Bryon death is just the biggest before and after.

And once you have your biggest before and after- your life may feel like one long episode of This Is Us.   I can’t speak for all widows, but my mind time is no longer linear and slips in the past often but the past is a completely different world.  My memories feel a bit more vivid.  I don’t know if they actually are but when memories come to me, I feel the need to relish them. When Bryon was alive, memories came and went and I didn’t ponder them because he was right next to me.  But when a memory of him comes to me, I have to pause on that memory because that’s all of him I have left.

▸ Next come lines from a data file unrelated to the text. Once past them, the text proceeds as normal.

use serde::{Deserialize, Serialize};

use crate::duration::Duration;
use crate::task::TaskKey;

#[derive(Debug, Clone, Copy, PartialEq, Eq, Serialize, Deserialize, Default)]
pub enum RelationType {
    #[default]
    FinishStart,
    StartStart,
    FinishFinish,
    StartFinish,
}

impl RelationType {
    /// Link kinds in stored order; anything out of range is finish-to-start.
    pub fn from_link_kind(kind: i32) -> Self {
        const TYPES: [RelationType; 4] = [
            RelationType::FinishStart,
            RelationType::StartStart,
            RelationType::FinishFinish,
            RelationType::StartFinish,
        ];
        usize::try_from(kind)
            .ok()
            .and_then(|index| TYPES.get(index).copied())
            .unwrap_or_default()
    }
}

#[derive(Debug, Clone, PartialEq, Serialize, Deserialize)]
pub struct Relation {
    #[serde(default, skip_serializing_if = "Option::is_none")]
    pub unique_id: Option<i32>,
    pub predecessor: TaskKey,
    pub successor: TaskKey,
    pub relation_type: RelationType,
    pub lag: Duration,
}
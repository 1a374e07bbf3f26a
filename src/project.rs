use chrono::NaiveDateTime;
use serde::{Deserialize, Serialize};
use std::collections::{HashMap, HashSet};

use crate::calendar::{EffectiveCalendar, ProjectCalendar};
use crate::custom_field::{ActivityCode, UserDefinedField};
use crate::duration::Duration;
use crate::relation::Relation;
use crate::resource::{Resource, ResourceAssignment};
use crate::task::{Task, TaskKey};

#[derive(Debug, Clone, PartialEq, Serialize, Deserialize)]
pub struct ProjectProperties {
    pub file_application: String,
    pub file_type: String,
    /// Schema version of the source file.
    #[serde(default, skip_serializing_if = "Option::is_none")]
    pub application_version: Option<i32>,
    #[serde(default, skip_serializing_if = "Option::is_none")]
    pub name: Option<String>,
    #[serde(default, skip_serializing_if = "Option::is_none")]
    pub author: Option<String>,
    #[serde(default, skip_serializing_if = "Option::is_none")]
    pub start: Option<NaiveDateTime>,
    #[serde(default, skip_serializing_if = "Option::is_none")]
    pub finish: Option<NaiveDateTime>,
    #[serde(default, skip_serializing_if = "Option::is_none")]
    pub duration: Option<Duration>,
    #[serde(default, skip_serializing_if = "Option::is_none")]
    pub last_saved: Option<NaiveDateTime>,
    #[serde(default, skip_serializing_if = "Option::is_none")]
    pub status_date: Option<NaiveDateTime>,
    #[serde(default, skip_serializing_if = "Option::is_none")]
    pub default_calendar_id: Option<i32>,
}

impl Default for ProjectProperties {
    fn default() -> Self {
        Self {
            file_application: "Asta".to_string(),
            file_type: "PP".to_string(),
            application_version: None,
            name: None,
            author: None,
            start: None,
            finish: None,
            duration: None,
            last_saved: None,
            status_date: None,
            default_calendar_id: None,
        }
    }
}

/// A schedule read from an Asta file. Tasks live in an arena addressed by [`TaskKey`].
#[derive(Debug, Clone, PartialEq, Default, Serialize, Deserialize)]
pub struct ProjectFile {
    pub properties: ProjectProperties,
    #[serde(default)]
    pub calendars: Vec<ProjectCalendar>,
    #[serde(default)]
    pub resources: Vec<Resource>,
    #[serde(default)]
    pub tasks: Vec<Task>,
    /// Top-level tasks in display order.
    #[serde(default)]
    pub child_tasks: Vec<TaskKey>,
    #[serde(default)]
    pub relations: Vec<Relation>,
    #[serde(default)]
    pub assignments: Vec<ResourceAssignment>,
    #[serde(default)]
    pub activity_codes: Vec<ActivityCode>,
    #[serde(default)]
    pub user_defined_fields: Vec<UserDefinedField>,
}

impl ProjectFile {
    pub fn new() -> Self {
        Self::default()
    }

    pub fn add_calendar(&mut self, calendar: ProjectCalendar) -> &mut ProjectCalendar {
        self.calendars.push(calendar);
        let index = self.calendars.len() - 1;
        &mut self.calendars[index]
    }

    pub fn add_resource(&mut self, resource: Resource) -> &mut Resource {
        self.resources.push(resource);
        let index = self.resources.len() - 1;
        &mut self.resources[index]
    }

    /// Append a task beneath `parent`, or at the top level.
    pub fn add_task(&mut self, parent: Option<TaskKey>) -> TaskKey {
        let key = TaskKey(self.tasks.len());
        self.tasks.push(Task {
            parent,
            ..Task::default()
        });
        match parent {
            Some(parent) => self.tasks[parent.0].children.push(key),
            None => self.child_tasks.push(key),
        }
        key
    }

    pub fn add_relation(&mut self, relation: Relation) {
        self.relations.push(relation);
    }

    pub fn add_assignment(&mut self, assignment: ResourceAssignment) {
        self.assignments.push(assignment);
    }

    pub fn task(&self, key: TaskKey) -> &Task {
        &self.tasks[key.0]
    }

    pub fn task_mut(&mut self, key: TaskKey) -> &mut Task {
        &mut self.tasks[key.0]
    }

    pub fn task_keys(&self) -> impl Iterator<Item = TaskKey> + '_ {
        (0..self.tasks.len()).map(TaskKey)
    }

    pub fn task_by_unique_id(&self, unique_id: i32) -> Option<&Task> {
        self.tasks.iter().find(|t| t.unique_id == Some(unique_id))
    }

    pub fn task_by_name(&self, name: &str) -> Option<&Task> {
        self.tasks.iter().find(|t| t.name.as_deref() == Some(name))
    }

    pub fn calendar_by_unique_id(&self, unique_id: i32) -> Option<&ProjectCalendar> {
        self.calendars.iter().find(|c| c.unique_id == unique_id)
    }

    pub fn calendar_by_name(&self, name: &str) -> Option<&ProjectCalendar> {
        self.calendars.iter().find(|c| c.name.as_deref() == Some(name))
    }

    pub fn resource_by_unique_id(&self, unique_id: i32) -> Option<&Resource> {
        self.resources.iter().find(|r| r.unique_id == unique_id)
    }

    pub fn resource_by_unique_id_mut(&mut self, unique_id: i32) -> Option<&mut Resource> {
        self.resources.iter_mut().find(|r| r.unique_id == unique_id)
    }

    pub fn default_calendar(&self) -> Option<&ProjectCalendar> {
        self.properties
            .default_calendar_id
            .and_then(|id| self.calendar_by_unique_id(id))
    }

    /// Calendar arithmetic for `unique_id`, walking parents until a cycle or a missing link.
    pub fn effective_calendar(&self, unique_id: Option<i32>) -> EffectiveCalendar<'_> {
        let mut chain = Vec::new();
        let mut seen = HashSet::new();
        let mut next = unique_id;
        while let Some(id) = next {
            if !seen.insert(id) {
                break;
            }
            let Some(calendar) = self.calendar_by_unique_id(id) else {
                break;
            };
            chain.push(calendar);
            next = calendar.parent_id;
        }
        EffectiveCalendar::new(chain)
    }

    pub fn next_calendar_unique_id(&self) -> i32 {
        self.calendars
            .iter()
            .map(|c| c.unique_id)
            .max()
            .unwrap_or(0)
            + 1
    }

    /// Copy start, finish and duration from `baseline` onto tasks with the same unique ID.
    pub fn set_baseline(&mut self, baseline: &ProjectFile) {
        let by_id: HashMap<i32, &Task> = baseline
            .tasks
            .iter()
            .filter_map(|t| t.unique_id.map(|id| (id, t)))
            .collect();

        for task in self.tasks.iter_mut() {
            let Some(source) = task.unique_id.and_then(|id| by_id.get(&id)) else {
                continue;
            };
            task.baseline_start = source.start;
            task.baseline_finish = source.finish;
            task.baseline_duration = source.duration;
        }
    }
}
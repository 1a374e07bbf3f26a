use tracing::debug;

use super::AstaReader;
use crate::calendar::ProjectCalendar;
use crate::duration::Duration;
use crate::task::TaskKey;

const DEFAULT_CALENDAR_NAME: &str = "Standard";

fn earliest<T: Ord>(a: Option<T>, b: Option<T>) -> Option<T> {
    match (a, b) {
        (Some(a), Some(b)) => Some(a.min(b)),
        (a, b) => a.or(b),
    }
}

fn latest<T: Ord>(a: Option<T>, b: Option<T>) -> Option<T> {
    match (a, b) {
        (Some(a), Some(b)) => Some(a.max(b)),
        (a, b) => a.or(b),
    }
}

impl AstaReader {
    /// The calendar used by most tasks becomes the project default, and tasks
    /// using it drop their explicit reference. When most tasks have no
    /// calendar the default is a calendar named "Standard", created if absent.
    pub(super) fn derive_project_calendar(&mut self) {
        let mut counts: Vec<(Option<i32>, usize)> = Vec::new();
        for task in &self.project.tasks {
            match counts.iter_mut().find(|(id, _)| *id == task.calendar_id) {
                Some((_, count)) => *count += 1,
                None => counts.push((task.calendar_id, 1)),
            }
        }

        let mut winner: Option<(Option<i32>, usize)> = None;
        for (id, count) in counts {
            if winner.is_none_or(|(_, best)| count > best) {
                winner = Some((id, count));
            }
        }

        let default_id = match winner.and_then(|(id, _)| id) {
            Some(id) => {
                for task in self.project.tasks.iter_mut() {
                    if task.calendar_id == Some(id) {
                        task.calendar_id = None;
                    }
                }
                id
            }
            None => match self.project.calendar_by_name(DEFAULT_CALENDAR_NAME) {
                Some(calendar) => calendar.unique_id,
                None => {
                    let id = self.project.next_calendar_unique_id();
                    self.project
                        .add_calendar(ProjectCalendar::standard(id, DEFAULT_CALENDAR_NAME))
                        .unique_id
                }
            },
        };

        debug!(calendar = default_id, "default calendar");
        self.project.properties.default_calendar_id = Some(default_id);
    }

    /// Tasks without a source ID get one above the largest in use.
    pub(super) fn update_unique_ids(&mut self) {
        let mut next = self
            .project
            .tasks
            .iter()
            .filter_map(|t| t.unique_id)
            .max()
            .unwrap_or(0);
        for task in self.project.tasks.iter_mut().filter(|t| t.unique_id.is_none()) {
            next += 1;
            task.unique_id = Some(next);
        }
    }

    /// Number tasks in pre-order from 1 and record their depth.
    pub(super) fn update_structure(&mut self) {
        let mut id = 0;
        let mut stack: Vec<(TaskKey, u32)> = self
            .project
            .child_tasks
            .iter()
            .rev()
            .map(|key| (*key, 1))
            .collect();
        while let Some((key, level)) = stack.pop() {
            id += 1;
            let task = self.project.task_mut(key);
            task.id = Some(id);
            task.outline_level = level;
            stack.extend(task.children.iter().rev().map(|child| (*child, level + 1)));
        }
    }

    pub(super) fn update_dates(&mut self) {
        for key in self.project.child_tasks.clone() {
            self.update_summary_dates(key);
        }
    }

    /// Widen a summary's actual, early and late dates to cover its children.
    /// The actual finish is only set once every child has one.
    fn update_summary_dates(&mut self, key: TaskKey) {
        let children = self.project.task(key).children.clone();
        if children.is_empty() {
            return;
        }

        let parent = self.project.task(key);
        let mut actual_start = parent.actual_start;
        let mut actual_finish = parent.actual_finish;
        let mut early_start = parent.early_start;
        let mut early_finish = parent.early_finish;
        let mut late_start = parent.late_start;
        let mut late_finish = parent.late_finish;
        let mut finished = 0;

        for child in &children {
            self.update_summary_dates(*child);
            let task = self.project.task(*child);
            actual_start = earliest(actual_start, task.actual_start);
            actual_finish = latest(actual_finish, task.actual_finish);
            early_start = earliest(early_start, task.early_start);
            early_finish = latest(early_finish, task.early_finish);
            late_start = earliest(late_start, task.late_start);
            late_finish = latest(late_finish, task.late_finish);
            if task.actual_finish.is_some() {
                finished += 1;
            }
        }

        let parent = self.project.task_mut(key);
        parent.actual_start = actual_start;
        parent.early_start = early_start;
        parent.early_finish = early_finish;
        parent.late_start = late_start;
        parent.late_finish = late_finish;
        if finished == children.len() {
            parent.actual_finish = actual_finish;
        }
    }

    fn gather_leaves(&self, key: TaskKey, leaves: &mut Vec<TaskKey>) {
        let task = self.project.task(key);
        if task.children.is_empty() {
            leaves.push(key);
        } else {
            for child in &task.children {
                self.gather_leaves(*child, leaves);
            }
        }
    }

    /// Summary percent complete from the leaves beneath each summary task.
    pub(super) fn calculate_percent_complete(&mut self) {
        let mut leaves = Vec::new();
        for key in self.project.task_keys().collect::<Vec<_>>() {
            let task = self.project.task(key);
            if !task.is_summary() {
                continue;
            }
            if task.actual_finish.is_some() {
                self.project.task_mut(key).percent_complete = Some(100.0);
                continue;
            }

            leaves.clear();
            self.gather_leaves(key, &mut leaves);

            let mut total_percent_complete = 0.0;
            let mut total_overall_percent_complete = 0.0;
            let mut total_weight = 0.0;
            let mut total_actual_duration = 0.0;
            let mut total_duration = 0.0;
            for leaf in &leaves {
                let child = self.project.task(*leaf);
                total_percent_complete += child.percent_complete.unwrap_or(0.0);
                total_overall_percent_complete += child.overall_percent_complete.unwrap_or(0.0);
                total_weight += self.weights.get(leaf).copied().flatten().unwrap_or(0.0);
                total_actual_duration += child.actual_duration.map_or(0.0, |d| d.value);
                total_duration += child.duration.map_or(0.0, |d| d.value);
            }
            if total_weight == 0.0 {
                total_weight = 1.0;
            }

            let task = self.project.task_mut(key);
            task.overall_percent_complete = Some(total_overall_percent_complete / total_weight);

            if total_duration == 0.0 {
                // milestones only
                if total_percent_complete != 0.0 {
                    task.percent_complete = Some(total_percent_complete / leaves.len() as f64);
                }
            } else {
                let duration = task.duration.unwrap_or_else(Duration::zero);
                let percent_complete = total_actual_duration / total_duration * 100.0;
                let actual_duration = duration.value * percent_complete / 100.0;
                task.percent_complete = Some(percent_complete);
                task.actual_duration = Some(Duration {
                    value: actual_duration,
                    units: duration.units,
                });
                task.remaining_duration = Some(Duration {
                    value: duration.value - actual_duration,
                    units: duration.units,
                });
            }
        }
    }
}
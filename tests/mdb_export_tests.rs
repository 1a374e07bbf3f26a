use asta_reader::reader::mdb::MdbReader;
use asta_reader::resource::ResourceType;
use asta_reader::{ProjectReader, read_file};
use chrono::{NaiveDate, NaiveDateTime};
use std::fs;
use std::path::Path;
use tempfile::TempDir;

fn dt(y: i32, m: u32, d: u32, h: u32) -> NaiveDateTime {
    NaiveDate::from_ymd_opt(y, m, d)
        .unwrap()
        .and_hms_opt(h, 0, 0)
        .unwrap()
}

fn write(dir: &Path, table: &str, lines: &[&str]) {
    fs::write(dir.join(format!("{table}.csv")), lines.join("\n")).unwrap();
}

/// Two projects exported with the legacy column names.
fn export() -> TempDir {
    let dir = TempDir::new().unwrap();
    let root = dir.path();
    write(root, "dodschem", &["SCHVER", "9006"]);
    write(
        root,
        "project_summary",
        &["PROJID,SHORT_NAME,STARU", "0,Alpha,2024-01-08 08:00:00", "1,Beta,2024-02-05 08:00:00"],
    );
    write(
        root,
        "bar",
        &[
            "PROJID,BARID,NAMH,NATURAL_ORDER,STARV,ENF",
            "0,1,Groundworks,1,2024-01-08 08:00:00,2024-01-09 17:00:00",
            "0,2,Frame,2,2024-01-10 08:00:00,2024-01-10 17:00:00",
            "1,3,Fit out,1,2024-02-05 08:00:00,2024-02-05 17:00:00",
        ],
    );
    write(
        root,
        "task",
        &[
            "PROJID,TASKID,NARE,BAR,NATURAO_ORDER,STARZ,ENJ",
            "0,10,Excavate,1,1,2024-01-08 08:00:00,2024-01-08 17:00:00",
            "0,11,Foundations,1,2,2024-01-09 08:00:00,2024-01-09 17:00:00",
            "0,12,Erect,2,1,2024-01-10 08:00:00,2024-01-10 17:00:00",
            "1,20,Partitions,3,1,2024-02-05 08:00:00,2024-02-05 17:00:00",
        ],
    );
    write(
        root,
        "link",
        &[
            "PROJID,LINKID,START_TASK,END_TASK,TYPI,END_LAG_TIMEHOURS",
            "0,1,10,11,0,",
            "0,2,11,12,2,3",
        ],
    );
    write(
        root,
        "permanent_resource",
        &["PROJID,PERMANENT_RESOURCEID,NASE,AVAILABILITY", "0,5,Site Gang Leader,1"],
    );
    write(root, "perm_resource_skill", &["PROJID,PERM_RESOURCE_SKILLID,PLAYER", "0,7,5"]);
    write(
        root,
        "permanent_schedul_allocation",
        &[
            "PROJID,PERMANENT_SCHEDUL_ALLOCATIONID,ALLOCATEE_TO,ALLOCATIOP_OF,EFFORW,PERCENT_COMPLETE,GIVEN_ALLOCATION",
            "0,30,10,7,28800,0.25,1",
            "0,31,99,7,28800,0,1",
        ],
    );
    dir
}

#[test]
fn lists_every_project_with_its_name() {
    let dir = export();
    let projects = MdbReader::new().list_projects(dir.path()).unwrap();
    let listed: Vec<(i32, Option<&str>)> = projects.iter().map(|(id, name)| (*id, name.as_deref())).collect();
    assert_eq!(listed, vec![(0, Some("Alpha")), (1, Some("Beta"))]);
}

#[test]
fn default_project_uses_legacy_column_names() {
    let dir = export();
    let project = read_file(dir.path()).unwrap();
    assert_eq!(project.properties.name.as_deref(), Some("Alpha"));
    assert_eq!(project.properties.start, Some(dt(2024, 1, 8, 8)));
    assert_eq!(project.properties.application_version, Some(9006));

    let excavate = project.task_by_name("Excavate").unwrap();
    assert_eq!(excavate.unique_id, Some(10));
    assert_eq!(excavate.start, Some(dt(2024, 1, 8, 8)));
    assert_eq!(excavate.bar_name.as_deref(), Some("Groundworks"));
    assert!(project.task_by_name("Partitions").is_none());
}

#[test]
fn links_resolve_with_renamed_columns() {
    let dir = export();
    let project = read_file(dir.path()).unwrap();
    assert_eq!(project.relations.len(), 2);
    let second = &project.relations[1];
    assert_eq!(project.task(second.predecessor).unique_id, Some(11));
    assert_eq!(project.task(second.successor).unique_id, Some(12));
    assert_eq!(second.lag.value, -3.0);
}

#[test]
fn resources_and_assignments_are_read() {
    let dir = export();
    let project = read_file(dir.path()).unwrap();
    let resource = project.resource_by_unique_id(5).unwrap();
    assert_eq!(resource.resource_type, ResourceType::Work);
    assert_eq!(resource.initials.as_deref(), Some("SGL"));
    assert_eq!(resource.availability[0].units, 100.0);

    // the allocation to an unknown task is dropped
    assert_eq!(project.assignments.len(), 1);
    let assignment = &project.assignments[0];
    assert_eq!(project.task(assignment.task).unique_id, Some(10));
    assert_eq!(assignment.work.map(|w| w.value), Some(8.0));
    assert_eq!(assignment.actual_work.map(|w| w.value), Some(2.0));
    assert_eq!(assignment.remaining_work.map(|w| w.value), Some(6.0));
    assert_eq!(assignment.units, Some(100.0));
}

#[test]
fn selected_project_reads_only_its_rows() {
    let dir = export();
    let project = MdbReader::new().project_id(1).read(dir.path()).unwrap();
    assert_eq!(project.properties.name.as_deref(), Some("Beta"));
    assert_eq!(project.tasks.len(), 1);
    assert_eq!(project.tasks[0].name.as_deref(), Some("Partitions"));
    assert!(project.relations.is_empty());
}

#[test]
fn read_all_returns_each_project() {
    let dir = export();
    let projects = MdbReader::new().read_all(dir.path()).unwrap();
    let names: Vec<Option<&str>> = projects.iter().map(|p| p.properties.name.as_deref()).collect();
    assert_eq!(names, vec![Some("Alpha"), Some("Beta")]);
}

#[test]
fn plain_file_is_not_an_export_directory() {
    let dir = export();
    let err = MdbReader::new().read(&dir.path().join("bar.csv")).unwrap_err();
    assert!(err.to_string().contains("not an export directory"));
}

Friday was also the day I went to a funeral.  I wasn’t very close to this person but I knew him from politics and I have known his wife because we worked together.  We were friendly and had kept in touch through the years. She saw me and even in her grief, showed such concern for me which shows how kind of a person she is. I didn’t have the heart to tell her that I was okay.  I was there out of respect and to show support.  And to say a final farewell.

And I am Boston-Irish.  I have been bred to be able to handle funerals.  It’s like, my cultural super-power.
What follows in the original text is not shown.